** Opening AVAILABLE DATA block **
// SAFETY: all of these are repr(C), padding-free, integer-only.
unsafe impl WireFormat for ControlHeader {}
unsafe impl WireFormat for Rect {}
unsafe impl WireFormat for DisplayOne {}
unsafe impl WireFormat for RespDisplayInfo {}
unsafe impl WireFormat for ResourceCreate2d {}
unsafe impl WireFormat for ResourceUnref {}
unsafe impl WireFormat for SetScanout {}
unsafe impl WireFormat for ResourceFlush {}
unsafe impl WireFormat for TransferToHost2d {}
unsafe impl WireFormat for ResourceAttachBacking {}
unsafe impl WireFormat for MemEntry {}
unsafe impl WireFormat for ResourceDetachBacking {}
unsafe impl WireFormat for GetEdid {}
unsafe impl WireFormat for RespEdid {}
unsafe impl WireFormat for CursorPos {}
unsafe impl WireFormat for UpdateCursor {}

/// Pixel formats for 2D resources.
#[repr(u32)]
#[derive(Debug, Clone, Copy, PartialEq, Eq)]
pub enum PixelFormat {
    B8G8R8A8Unorm = 1,
    B8G8R8X8Unorm = 2,
    A8R8G8B8Unorm = 3,
    X8R8G8B8Unorm = 4,
    R8G8B8A8Unorm = 67,
    X8B8G8R8Unorm = 68,
    A8B8G8R8Unorm = 121,
    R8G8B8X8Unorm = 134,
}

/// Device-side resource identifier. Never 0, never reused.
#[derive(Debug, Clone, Copy, PartialEq, Eq, Hash, PartialOrd, Ord)]
pub struct ResourceId(u32);

impl ResourceId {
    pub fn raw(self) -> u32 {
        self.0
    }
}

/// A guest memory range backing a resource.
#[derive(Debug, Clone, Copy, PartialEq, Eq)]
pub struct BackingRange {
    pub addr: PhysAddr,
    pub len: u32,
}

impl From<&DmaHandle> for BackingRange {
    fn from(handle: &DmaHandle) -> Self {
        Self {
            addr: handle.phys(),
            len: handle.size() as u32,
        }
    }
}

/// Driver-side view of a resource the device accepted.
#[derive(Debug, Clone, PartialEq, Eq)]
pub struct Resource {
    pub format: PixelFormat,
    pub width: u32,
    pub height: u32,
    /// Attached guest memory, if any.
    pub backing: Option<Vec<BackingRange>>,
    /// Bit `n` set while bound to scanout `n`.
    pub scanouts: u32,
}

/// Reserved buffer for control-queue transactions.
struct CommandSlot {
    pool: DmaBufferPool,
    scratch: DmaHandle,
}

struct CursorState {
    pool: DmaObjectPool<UpdateCursor>,
    in_flight: Vec<(u16, DmaObject<UpdateCursor>)>,
}

/// VirtIO GPU device.
pub struct GpuDevice {
    transport: VirtioDevice,
    config: TransportConfig,
    command: Mutex<CommandSlot>,
    control_done: Completion,
    cursor: Mutex<CursorState>,
    resources: Mutex<HashMap<ResourceId, Resource>>,
    next_resource_id: AtomicU32,
    num_scanouts: u32,
    display_changed: AtomicBool,
}
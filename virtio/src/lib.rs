//! KPIO paravirtualized device transport.
//!
//! This crate is the glue between kernel drivers and the virtual hardware
//! a hypervisor exposes over PCI using the VirtIO 1.x split-queue
//! protocol.
//!
//! # Architecture
//!
//! - `pci`: configuration space access, enumeration, BAR probing
//! - `dma`: slab pools over physically contiguous pages
//! - `queue`: split virtqueue memory (descriptors, available, used rings)
//! - `device`: modern PCI transport, status handshake, feature
//!   negotiation, interrupt demultiplexing
//! - `gpu`: VirtIO GPU driver (2D resources, scanouts, cursor)
//! - `registry`: boot-time discovery and interrupt wiring
//!
//! Hardware collaborators (page allocator, MMIO mapping, interrupt
//! controller) are reached through the traits in [`hal`], bundled in a
//! [`hal::Platform`] that is passed by reference.
//!
//! # References
//!
//! - Virtual I/O Device (VIRTIO) Version 1.1
//! - PCI Local Bus Specification 3.0

#![cfg_attr(not(test), no_std)]

extern crate alloc;

pub mod config;
pub mod device;
pub mod dma;
pub mod error;
pub mod gpu;
pub mod hal;
pub mod pci;
pub mod queue;
pub mod registry;
pub mod sync;

#[cfg(test)]
mod testing;

pub use config::TransportConfig;
pub use error::{Error, GpuError, Result};
pub use hal::Platform;
pub use registry::DeviceRegistry;
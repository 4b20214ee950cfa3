//! Transport configuration.
//!
//! Compile-time constants shared by every layer, plus the runtime
//! [`TransportConfig`] handed to the registry at boot.

/// Page size (4 KB). DMA regions and the used ring are aligned to this.
pub const PAGE_SIZE: usize = 4096;

/// PCI vendor ID shared by every VirtIO device.
pub const VIRTIO_VENDOR_ID: u16 = 0x1AF4;

/// First modern (non-transitional) VirtIO PCI device ID; the VirtIO
/// device type is added to it.
pub const VIRTIO_MODERN_DEVICE_BASE: u16 = 0x1040;

/// Largest queue size allowed by the split-queue format.
pub const MAX_QUEUE_SIZE: u16 = 32768;

/// Queue index of the GPU control queue.
pub const GPU_CONTROL_QUEUE: u16 = 0;

/// Queue index of the GPU cursor queue.
pub const GPU_CURSOR_QUEUE: u16 = 1;

/// Runtime tunables for the transport and the GPU driver.
#[derive(Debug, Clone, Copy, PartialEq, Eq)]
pub struct TransportConfig {
    /// Requested control queue size (clamped to the device maximum).
    pub control_queue_size: u16,
    /// Requested cursor queue size (clamped to the device maximum).
    pub cursor_queue_size: u16,
    /// Size of the scratch DMA buffer used by synchronous commands.
    pub scratch_buffer_size: usize,
    /// Upper bound on spin iterations while waiting for a command.
    ///
    /// `None` waits for the device indefinitely.
    pub command_spin_limit: Option<u64>,
    /// Attempts at a generation-consistent configuration read.
    pub config_read_retries: u32,
}

impl Default for TransportConfig {
    fn default() -> Self {
        Self {
            control_queue_size: 64,
            cursor_queue_size: 16,
            scratch_buffer_size: PAGE_SIZE,
            command_spin_limit: None,
            config_read_retries: 64,
        }
    }
}

/// Round `value` up to a multiple of `align` (a power of two).
pub const fn align_up(value: usize, align: usize) -> usize {
    (value + align - 1) & !(align - 1)
}

/// Number of pages needed to hold `bytes`.
pub const fn pages_for(bytes: usize) -> usize {
    align_up(bytes, PAGE_SIZE) / PAGE_SIZE
}
#[cfg(target_arch = "x86_64")]
impl ConfigAccess for PortIoAccess {
    fn read32(&self, address: PciAddress, offset: u16) -> u32 {
        debug_assert!(address.segment == 0 && offset < 0x100);
        use x86_64::instructions::port::Port;

        let _guard = self.lock.lock();
        unsafe {
            let mut addr_port: Port<u32> = Port::new(Self::CONFIG_ADDRESS);
            let mut data_port: Port<u32> = Port::new(Self::CONFIG_DATA);
            addr_port.write(address.to_config_address(offset));
            data_port.read()
        }
    }

    fn write32(&self, address: PciAddress, offset: u16, value: u32) {
        debug_assert!(address.segment == 0 && offset < 0x100);
        use x86_64::instructions::port::Port;

        let _guard = self.lock.lock();
        unsafe {
            let mut addr_port: Port<u32> = Port::new(Self::CONFIG_ADDRESS);
            let mut data_port: Port<u32> = Port::new(Self::CONFIG_DATA);
            addr_port.write(address.to_config_address(offset));
            data_port.write(value);
        }
    }
}

/// PCI bus front end over a [`ConfigAccess`].
pub struct PciBus {
    access: alloc::sync::Arc<dyn ConfigAccess>,
    /// Serializes BAR sizing, which temporarily clobbers the BAR.
    probe_lock: Mutex<()>,
}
** Closing AVAILABLE DATA block **
TASK REQUIREMENTS: Please copy only these lines, exactly: the first line of the records through the line containing "pub struct GpuDevice", ends included.

RESPONSE:
// SAFETY: all of these are repr(C), padding-free, integer-only.
unsafe impl WireFormat for ControlHeader {}
unsafe impl WireFormat for Rect {}
unsafe impl WireFormat for DisplayOne {}
unsafe impl WireFormat for RespDisplayInfo {}
unsafe impl WireFormat for ResourceCreate2d {}
unsafe impl WireFormat for ResourceUnref {}
unsafe impl WireFormat for SetScanout {}
unsafe impl WireFormat for ResourceFlush {}
unsafe impl WireFormat for TransferToHost2d {}
unsafe impl WireFormat for ResourceAttachBacking {}
unsafe impl WireFormat for MemEntry {}
unsafe impl WireFormat for ResourceDetachBacking {}
unsafe impl WireFormat for GetEdid {}
unsafe impl WireFormat for RespEdid {}
unsafe impl WireFormat for CursorPos {}
unsafe impl WireFormat for UpdateCursor {}

/// Pixel formats for 2D resources.
#[repr(u32)]
#[derive(Debug, Clone, Copy, PartialEq, Eq)]
pub enum PixelFormat {
    B8G8R8A8Unorm = 1,
    B8G8R8X8Unorm = 2,
    A8R8G8B8Unorm = 3,
    X8R8G8B8Unorm = 4,
    R8G8B8A8Unorm = 67,
    X8B8G8R8Unorm = 68,
    A8B8G8R8Unorm = 121,
    R8G8B8X8Unorm = 134,
}

/// Device-side resource identifier. Never 0, never reused.
#[derive(Debug, Clone, Copy, PartialEq, Eq, Hash, PartialOrd, Ord)]
pub struct ResourceId(u32);

impl ResourceId {
    pub fn raw(self) -> u32 {
        self.0
    }
}

/// A guest memory range backing a resource.
#[derive(Debug, Clone, Copy, PartialEq, Eq)]
pub struct BackingRange {
    pub addr: PhysAddr,
    pub len: u32,
}

impl From<&DmaHandle> for BackingRange {
    fn from(handle: &DmaHandle) -> Self {
        Self {
            addr: handle.phys(),
            len: handle.size() as u32,
        }
    }
}

/// Driver-side view of a resource the device accepted.
#[derive(Debug, Clone, PartialEq, Eq)]
pub struct Resource {
    pub format: PixelFormat,
    pub width: u32,
    pub height: u32,
    /// Attached guest memory, if any.
    pub backing: Option<Vec<BackingRange>>,
    /// Bit `n` set while bound to scanout `n`.
    pub scanouts: u32,
}

/// Reserved buffer for control-queue transactions.
struct CommandSlot {
    pool: DmaBufferPool,
    scratch: DmaHandle,
}

struct CursorState {
    pool: DmaObjectPool<UpdateCursor>,
    in_flight: Vec<(u16, DmaObject<UpdateCursor>)>,
}

/// VirtIO GPU device.
pub struct GpuDevice {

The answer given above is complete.